Saved data entries
· · ·

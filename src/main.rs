use anyhow::Result;
use std::env;
use std::path::Path;
use tracing_subscriber::EnvFilter;

use museum_sim::{reconcile, AdmissionReport, Museum, Scenario};

fn main() -> Result<()> {
    tracing_subscriber::fmt()
        .with_env_filter(EnvFilter::from_default_env())
        .with_writer(std::io::stderr)
        .init();

    let mut args: Vec<String> = env::args().skip(1).collect();
    let json = match args.iter().position(|a| a == "--json") {
        Some(i) => {
            args.remove(i);
            true
        }
        None => false,
    };

    let scenario = match args.first().map(String::as_str) {
        Some("run") => {
            let path = args.get(1).ok_or_else(|| usage("run needs a scenario file"))?;
            Scenario::load_json(Path::new(path))?
        }
        Some("import") => {
            let (exhibits, patrons) = match (args.get(1), args.get(2)) {
                (Some(e), Some(p)) => (e, p),
                _ => return Err(usage("import needs exhibits.csv and patrons.csv")),
            };
            let name = args.get(3).map(String::as_str).unwrap_or("Museum");
            Scenario::load_csv(name, Path::new(exhibits), Path::new(patrons))?
        }
        Some(other) => return Err(usage(&format!("unknown command: {}", other))),
        None => Scenario::dmns(),
    };

    let (museum, reports) = scenario.run()?;

    if json {
        println!("{}", serde_json::to_string_pretty(&museum)?);
    } else {
        print_summary(&museum, &reports);
    }

    Ok(())
}

fn usage(problem: &str) -> anyhow::Error {
    anyhow::anyhow!(
        "{}\n\nUsage:\n  museum-sim [--json]\n  museum-sim run <scenario.json> [--json]\n  museum-sim import <exhibits.csv> <patrons.csv> [museum name] [--json]",
        problem
    )
}

fn print_summary(museum: &Museum, reports: &[AdmissionReport]) {
    println!("🏛️  {}", museum.name);
    println!("━━━━━━━━━━━━━━━━━━━━━━━━━━━━━━━━━━━━━━━━━━━━━");

    println!("\n🖼️  Exhibits");
    for (exhibit, revenue) in museum.revenue_by_exhibit() {
        let attendees: Vec<&str> = museum
            .patrons_of_exhibit(exhibit)
            .iter()
            .map(|p| p.name.as_str())
            .collect();
        println!(
            "  {} (${}) → ${} from [{}]",
            exhibit.name(),
            exhibit.cost(),
            revenue,
            attendees.join(", ")
        );
    }

    println!("\n🎟️  Admissions");
    for report in reports {
        println!("  ✓ {}", report.summary());
        for skipped in &report.skipped {
            println!(
                "      skipped {} (${}, short ${})",
                skipped.exhibit_name,
                skipped.cost,
                skipped.shortfall()
            );
        }
    }

    println!("\n💰 Revenue: ${}", museum.revenue());

    let reconciliation = reconcile(museum);
    println!("━━━━━━━━━━━━━━━━━━━━━━━━━━━━━━━━━━━━━━━━━━━━━");
    if reconciliation.is_balanced() {
        println!("✅ {}", reconciliation.summary());
    } else {
        println!("❌ {}", reconciliation.summary());
        for discrepancy in &reconciliation.discrepancies {
            println!("   - {}", discrepancy.description);
        }
    }
}
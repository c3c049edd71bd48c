// Museum Simulation - Core Library
// Exhibits, patrons, interest matching and paid attendance

pub mod attendance;
pub mod entities;
pub mod error;
pub mod loader;
pub mod museum;
pub mod reconciliation;

// Re-export commonly used types
pub use attendance::{AdmissionReport, Attendance, SkipReason, SkippedExhibit};
pub use entities::{Exhibit, Money, Patron};
pub use error::{MuseumError, MuseumResult};
pub use loader::{ExhibitRecord, PatronRecord, Scenario};
pub use museum::Museum;
pub use reconciliation::{
    reconcile, Discrepancy, DiscrepancyCategory, ReconciliationReport, ReconciliationResult,
};
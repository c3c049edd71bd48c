// 📂 Scenario Loader - JSON / CSV → Museum
//
// A scenario is a museum name, its exhibits, and the patrons to admit in
// order. Exhibits are all added before the first admission.
//
// CSV layout:
//   exhibits.csv  Name,Cost
//   patrons.csv   Name,Spending_Money,Interests   (interests split on ';')

use anyhow::{Context, Result};
use serde::{Deserialize, Serialize};
use std::io::Read;
use std::path::Path;

use crate::attendance::AdmissionReport;
use crate::entities::{Exhibit, Money, Patron};
use crate::error::MuseumResult;
use crate::museum::Museum;

// ============================================================================
// RECORDS
// ============================================================================

#[derive(Debug, Clone, PartialEq, Eq, Serialize, Deserialize)]
pub struct ExhibitRecord {
    pub name: String,
    pub cost: Money,
}

#[derive(Debug, Clone, PartialEq, Eq, Serialize, Deserialize)]
pub struct PatronRecord {
    pub name: String,
    pub spending_money: Money,
    #[serde(default)]
    pub interests: Vec<String>,
}

/// One row of exhibits.csv
#[derive(Debug, Deserialize)]
struct ExhibitRow {
    #[serde(rename = "Name")]
    name: String,

    #[serde(rename = "Cost")]
    cost: Money,
}

impl From<ExhibitRow> for ExhibitRecord {
    fn from(row: ExhibitRow) -> Self {
        ExhibitRecord {
            name: row.name,
            cost: row.cost,
        }
    }
}

/// One row of patrons.csv
#[derive(Debug, Deserialize)]
struct PatronRow {
    #[serde(rename = "Name")]
    name: String,

    #[serde(rename = "Spending_Money")]
    spending_money: Money,

    #[serde(rename = "Interests", default)]
    interests: String,
}

impl From<PatronRow> for PatronRecord {
    fn from(row: PatronRow) -> Self {
        PatronRecord {
            name: row.name,
            spending_money: row.spending_money,
            interests: row
                .interests
                .split(';')
                .map(str::trim)
                .filter(|s| !s.is_empty())
                .map(str::to_string)
                .collect(),
        }
    }
}

// ============================================================================
// SCENARIO
// ============================================================================

#[derive(Debug, Clone, PartialEq, Eq, Serialize, Deserialize)]
pub struct Scenario {
    pub museum: String,
    #[serde(default)]
    pub exhibits: Vec<ExhibitRecord>,
    #[serde(default)]
    pub patrons: Vec<PatronRecord>,
}

impl Scenario {
    /// Denver Museum of Nature and Science: three exhibits, four patrons.
    ///
    /// Ends with revenue 35: Bob and Morgan see the scrolls, Sally sees
    /// IMAX, Morgan also sees the free gems, TJ can't afford anything.
    pub fn dmns() -> Self {
        fn exhibit(name: &str, cost: Money) -> ExhibitRecord {
            ExhibitRecord { name: name.to_string(), cost }
        }

        fn patron(name: &str, spending_money: Money, interests: &[&str]) -> PatronRecord {
            PatronRecord {
                name: name.to_string(),
                spending_money,
                interests: interests.iter().map(|s| s.to_string()).collect(),
            }
        }

        Scenario {
            museum: "Denver Museum of Nature and Science".to_string(),
            exhibits: vec![
                exhibit("Gems and Minerals", 0),
                exhibit("Dead Sea Scrolls", 10),
                exhibit("IMAX", 15),
            ],
            patrons: vec![
                patron("TJ", 7, &["IMAX", "Dead Sea Scrolls"]),
                patron("Bob", 10, &["Dead Sea Scrolls", "IMAX"]),
                patron("Sally", 20, &["IMAX", "Dead Sea Scrolls"]),
                patron("Morgan", 15, &["Gems and Minerals", "Dead Sea Scrolls"]),
            ],
        }
    }

    pub fn from_json_str(json: &str) -> Result<Self> {
        serde_json::from_str(json).context("Failed to parse scenario JSON")
    }

    pub fn load_json(path: &Path) -> Result<Self> {
        let json = std::fs::read_to_string(path)
            .with_context(|| format!("Failed to read scenario file {}", path.display()))?;
        Self::from_json_str(&json)
    }

    pub fn from_csv_readers<E: Read, P: Read>(
        museum: &str,
        exhibits: E,
        patrons: P,
    ) -> Result<Self> {
        let mut rdr = csv::Reader::from_reader(exhibits);
        let mut exhibit_records = Vec::new();
        for result in rdr.deserialize() {
            let row: ExhibitRow = result.context("Failed to deserialize exhibit")?;
            exhibit_records.push(ExhibitRecord::from(row));
        }

        let mut rdr = csv::Reader::from_reader(patrons);
        let mut patron_records = Vec::new();
        for result in rdr.deserialize() {
            let row: PatronRow = result.context("Failed to deserialize patron")?;
            patron_records.push(PatronRecord::from(row));
        }

        Ok(Scenario {
            museum: museum.to_string(),
            exhibits: exhibit_records,
            patrons: patron_records,
        })
    }

    pub fn load_csv(museum: &str, exhibits_path: &Path, patrons_path: &Path) -> Result<Self> {
        let exhibits = std::fs::File::open(exhibits_path)
            .with_context(|| format!("Failed to open {}", exhibits_path.display()))?;
        let patrons = std::fs::File::open(patrons_path)
            .with_context(|| format!("Failed to open {}", patrons_path.display()))?;
        Self::from_csv_readers(museum, exhibits, patrons)
    }

    /// Build the museum and admit every patron in order.
    ///
    /// Fails before any admission if a record is invalid.
    pub fn run(&self) -> MuseumResult<(Museum, Vec<AdmissionReport>)> {
        let exhibits = self
            .exhibits
            .iter()
            .map(|e| Exhibit::new(e.name.clone(), e.cost))
            .collect::<MuseumResult<Vec<_>>>()?;
        let patrons = self
            .patrons
            .iter()
            .map(|p| {
                Patron::new(p.name.clone(), p.spending_money)
                    .map(|patron| patron.with_interests(p.interests.iter().cloned()))
            })
            .collect::<MuseumResult<Vec<_>>>()?;

        let mut museum = Museum::new(self.museum.clone());
        for exhibit in exhibits {
            museum.add_exhibit(exhibit);
        }
        let reports: Vec<AdmissionReport> = patrons.into_iter().map(|p| museum.admit(p)).collect();

        Ok((museum, reports))
    }
}

// ============================================================================
// TESTS
// ============================================================================

#[cfg(test)]
mod tests {
    use super::*;
    use crate::error::MuseumError;
    use std::io::Write;

    #[test]
    fn test_dmns_scenario_run() {
        let (museum, reports) = Scenario::dmns().run().unwrap();

        assert_eq!(museum.revenue(), 35);
        assert_eq!(reports.len(), 4);
        let remaining: Vec<Money> = reports.iter().map(|r| r.remaining_money).collect();
        assert_eq!(remaining, vec![7, 0, 5, 5]);
    }

    #[test]
    fn test_from_json_str() {
        let json = r#"{
            "museum": "Field Museum",
            "exhibits": [{ "name": "SUE the T. rex", "cost": 25 }],
            "patrons": [
                { "name": "Ana", "spending_money": 30, "interests": ["SUE the T. rex"] },
                { "name": "Lee", "spending_money": 5 }
            ]
        }"#;

        let scenario = Scenario::from_json_str(json).unwrap();
        assert_eq!(scenario.exhibits[0].cost, 25);
        assert!(scenario.patrons[1].interests.is_empty());

        let (museum, _) = scenario.run().unwrap();
        assert_eq!(museum.revenue(), 25);
    }

    #[test]
    fn test_bad_json() {
        let err = Scenario::from_json_str("{ not json").unwrap_err();
        assert!(err.to_string().contains("Failed to parse scenario JSON"));
    }

    #[test]
    fn test_from_csv_readers() {
        let exhibits = "Name,Cost\nGems and Minerals,0\nIMAX,15\n";
        let patrons = "Name,Spending_Money,Interests\n\
                       Sally,20,IMAX; Gems and Minerals\n\
                       TJ,7,\n";

        let scenario =
            Scenario::from_csv_readers("DMNS", exhibits.as_bytes(), patrons.as_bytes()).unwrap();

        assert_eq!(scenario.exhibits.len(), 2);
        assert_eq!(scenario.patrons[0].interests, vec!["IMAX", "Gems and Minerals"]);
        assert!(scenario.patrons[1].interests.is_empty());

        let (museum, _) = scenario.run().unwrap();
        assert_eq!(museum.revenue(), 15);
    }

    #[test]
    fn test_csv_headers_are_capitalised() {
        let exhibits = "name,cost\nIMAX,15\n";
        let patrons = "Name,Spending_Money,Interests\n";

        let err = Scenario::from_csv_readers("DMNS", exhibits.as_bytes(), patrons.as_bytes())
            .unwrap_err();
        assert!(err.to_string().contains("Failed to deserialize exhibit"));
    }

    #[test]
    fn test_csv_bad_cost() {
        let exhibits = "Name,Cost\nIMAX,fifteen\n";
        let patrons = "Name,Spending_Money,Interests\n";

        let err = Scenario::from_csv_readers("DMNS", exhibits.as_bytes(), patrons.as_bytes())
            .unwrap_err();
        assert!(err.to_string().contains("Failed to deserialize exhibit"));
    }

    #[test]
    fn test_run_rejects_negative_cost() {
        let mut scenario = Scenario::dmns();
        scenario.exhibits.push(ExhibitRecord { name: "Refund Booth".to_string(), cost: -5 });

        assert_eq!(
            scenario.run().unwrap_err(),
            MuseumError::InvalidArgument { field: "cost", value: -5 }
        );
    }

    #[test]
    fn test_load_json_file() {
        let mut file = tempfile::NamedTempFile::new().unwrap();
        let json = serde_json::to_string(&Scenario::dmns()).unwrap();
        file.write_all(json.as_bytes()).unwrap();

        let scenario = Scenario::load_json(file.path()).unwrap();
        assert_eq!(scenario, Scenario::dmns());
    }

    #[test]
    fn test_load_json_missing_file() {
        let err = Scenario::load_json(Path::new("/definitely/not/here.json")).unwrap_err();
        assert!(err.to_string().contains("Failed to read scenario file"));
    }

    #[test]
    fn test_load_csv_files() {
        let dir = tempfile::tempdir().unwrap();
        let exhibits_path = dir.path().join("exhibits.csv");
        let patrons_path = dir.path().join("patrons.csv");
        std::fs::write(&exhibits_path, "Name,Cost\nDead Sea Scrolls,10\n").unwrap();
        std::fs::write(&patrons_path, "Name,Spending_Money,Interests\nBob,10,Dead Sea Scrolls\n")
            .unwrap();

        let scenario = Scenario::load_csv("DMNS", &exhibits_path, &patrons_path).unwrap();
        let (museum, reports) = scenario.run().unwrap();

        assert_eq!(museum.revenue(), 10);
        assert_eq!(reports[0].remaining_money, 0);
    }
}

· · ·

**What the task asks:** Go through the entries above and count the lines containing the string "PatronRecord". Give only that number.

**Task solution:** 8